_TASK OBJECTIVE_: Only the lines from the one containing "400 (Bad Request)" through the end of the data belong in the answer; reproduce them exactly.

[Start of section]

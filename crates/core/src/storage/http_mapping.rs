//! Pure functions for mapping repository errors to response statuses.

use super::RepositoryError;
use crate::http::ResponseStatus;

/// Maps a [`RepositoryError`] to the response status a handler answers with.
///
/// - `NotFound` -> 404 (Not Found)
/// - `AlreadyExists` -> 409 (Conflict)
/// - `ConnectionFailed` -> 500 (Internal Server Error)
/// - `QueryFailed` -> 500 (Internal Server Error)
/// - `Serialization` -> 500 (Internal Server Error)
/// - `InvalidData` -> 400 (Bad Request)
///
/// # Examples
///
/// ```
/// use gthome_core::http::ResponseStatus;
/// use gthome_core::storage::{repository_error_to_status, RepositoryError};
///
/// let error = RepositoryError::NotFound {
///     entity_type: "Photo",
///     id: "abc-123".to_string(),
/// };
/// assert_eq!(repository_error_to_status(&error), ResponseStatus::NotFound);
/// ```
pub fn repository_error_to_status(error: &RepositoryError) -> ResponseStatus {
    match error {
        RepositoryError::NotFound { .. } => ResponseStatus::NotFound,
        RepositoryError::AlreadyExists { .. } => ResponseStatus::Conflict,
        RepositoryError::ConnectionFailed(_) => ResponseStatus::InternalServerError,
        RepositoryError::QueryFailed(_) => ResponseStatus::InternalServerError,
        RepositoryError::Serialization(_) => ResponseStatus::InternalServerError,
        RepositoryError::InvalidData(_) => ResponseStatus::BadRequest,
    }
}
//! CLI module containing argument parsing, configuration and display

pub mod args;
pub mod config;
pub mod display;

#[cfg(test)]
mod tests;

[End of section]

_TASK RESULT_:
/// - `InvalidData` -> 400 (Bad Request)
///
/// # Examples
///
/// ```
/// use gthome_core::http::ResponseStatus;
/// use gthome_core::storage::{repository_error_to_status, RepositoryError};
///
/// let error = RepositoryError::NotFound {
///     entity_type: "Photo",
///     id: "abc-123".to_string(),
/// };
/// assert_eq!(repository_error_to_status(&error), ResponseStatus::NotFound);
/// ```
pub fn repository_error_to_status(error: &RepositoryError) -> ResponseStatus {
    match error {
        RepositoryError::NotFound { .. } => ResponseStatus::NotFound,
        RepositoryError::AlreadyExists { .. } => ResponseStatus::Conflict,
        RepositoryError::ConnectionFailed(_) => ResponseStatus::InternalServerError,
        RepositoryError::QueryFailed(_) => ResponseStatus::InternalServerError,
        RepositoryError::Serialization(_) => ResponseStatus::InternalServerError,
        RepositoryError::InvalidData(_) => ResponseStatus::BadRequest,
    }
}
//! CLI module containing argument parsing, configuration and display

pub mod args;
pub mod config;
pub mod display;

#[cfg(test)]
mod tests;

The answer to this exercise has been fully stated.